**Required action:** Look through the lines below and copy each one that includes "validate".

**Data extracts:**
● ● ● ● ● ● ●

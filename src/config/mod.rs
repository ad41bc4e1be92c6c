//! Evaluation settings.
//!
//! Settings are read from a YAML file; every field is optional and falls back
//! to the benchmark defaults:
//!
//! ```yaml
//! nndr_ratio: 0.8
//! max_pixel_error: 2.5
//! resize_to_first: false
//! palette:
//!   ring: [0, 255, 0]
//!   center: [0, 0, 255]
//!   line: [255, 255, 0]
//! ```

use crate::visualization::Palette;
use serde::{Deserialize, Serialize};
use std::fs;

#[derive(thiserror::Error, Debug)]
pub enum ConfigError {
    #[error("IO Error: {0}")]
    Io(#[from] std::io::Error),
    #[error("Failed to load YAML: {0}")]
    Yaml(#[from] serde_yaml::Error),
    #[error("Invalid configuration: {0}")]
    InvalidValue(String),
}

#[derive(Debug, Clone, PartialEq, Serialize, Deserialize)]
#[serde(default)]
pub struct EvaluationConfig {
    /// Nearest-neighbor distance ratio threshold in `(0, 1]`.
    pub nndr_ratio: f64,
    /// Inlier tolerance on the reprojection error, in pixels.
    pub max_pixel_error: f64,
    /// Resize image N to the size of image 1 before compositing.
    pub resize_to_first: bool,
    pub palette: Palette,
}

impl Default for EvaluationConfig {
    fn default() -> Self {
        EvaluationConfig {
            nndr_ratio: 0.8,
            max_pixel_error: 2.5,
            resize_to_first: false,
            palette: Palette::default(),
        }
    }
}

impl EvaluationConfig {
    pub fn load_from_yaml(path: &str) -> Result<Self, ConfigError> {
        let contents = fs::read_to_string(path)?;
        Self::from_yaml_str(&contents)
    }

    pub fn from_yaml_str(contents: &str) -> Result<Self, ConfigError> {
        let config: EvaluationConfig = serde_yaml::from_str(contents)?;
        config.validate()?;
        Ok(config)
    }

    pub fn validate(&self) -> Result<(), ConfigError> {
        if !(self.nndr_ratio > 0.0 && self.nndr_ratio <= 1.0) {
            return Err(ConfigError::InvalidValue(format!(
                "nndr_ratio must be in (0, 1], got {}",
                self.nndr_ratio
            )));
        }
        if !(self.max_pixel_error >= 0.0 && self.max_pixel_error.is_finite()) {
            return Err(ConfigError::InvalidValue(format!(
                "max_pixel_error must be a finite non-negative value, got {}",
                self.max_pixel_error
            )));
        }
        Ok(())
    }
}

● ● ● ● ● ● ●

**Answer space:**
        config.validate()?;
    pub fn validate(&self) -> Result<(), ConfigError> {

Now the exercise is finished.